Più prodotti “tricolore” nel carrello della spesa degli italiani. Il 39% dei nostri connazionali si è dichiarato intenzionato a comprare più prodotti locali nei prossimi sei mesi, rivela un’indagine internazionale sulle nuove strategie di acquisto condotta da YouGov. Una percentuale superiore del 25% alla media della Ue e che conferma l’attaccamento dei nostri connazionali al territorio e alle sue tipicità.
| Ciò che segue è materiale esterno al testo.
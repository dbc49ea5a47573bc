// Not every test binary uses every helper.
#![allow(dead_code)]

pub mod backend_mock;
pub mod identity_mock;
Infatti, nonostante gli italiani affermino di voler prestare più attenzione a non farsi sfuggire le promozioni e a controllare i prezzi (in entrambi i casi con un’incidenza superiore alla media europea) l’orientamento al prodotto made in Italy resta al primo posto tra i comportamenti adottati per far quadrare il piacere della buona alimentazione con i limiti imposti dal carovita.
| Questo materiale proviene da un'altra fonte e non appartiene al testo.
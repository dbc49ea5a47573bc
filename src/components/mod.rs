pub mod auth_gate;
pub mod home_page;
pub mod login;
pub mod restaurant_details;
pub mod review_form;
pub mod reviews_list;
pub mod score_banner;
pub mod search_box;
Già nel 2024 il paniere dei prodotti che richiamano in etichetta la loro italianità (ad esempio riportando la bandiera tricolore, la Igp o il claim “made in Italy) è stato il più importante in termini di vendite tra quelli monitorati dall’Osservatorio Immagino di GS1 Italy. Nella prossima edizione, che sarà pubblicata in giugno e che abbiamo visto in anteprima, tra super e ipermercati il mondo dell’italianità risulta composto da 30mila prodotti, che nel 2024 hanno incassato 11,6 miliardi di euro, in lieve crescita rispetto all’anno precedente a fronte di volumi stabili.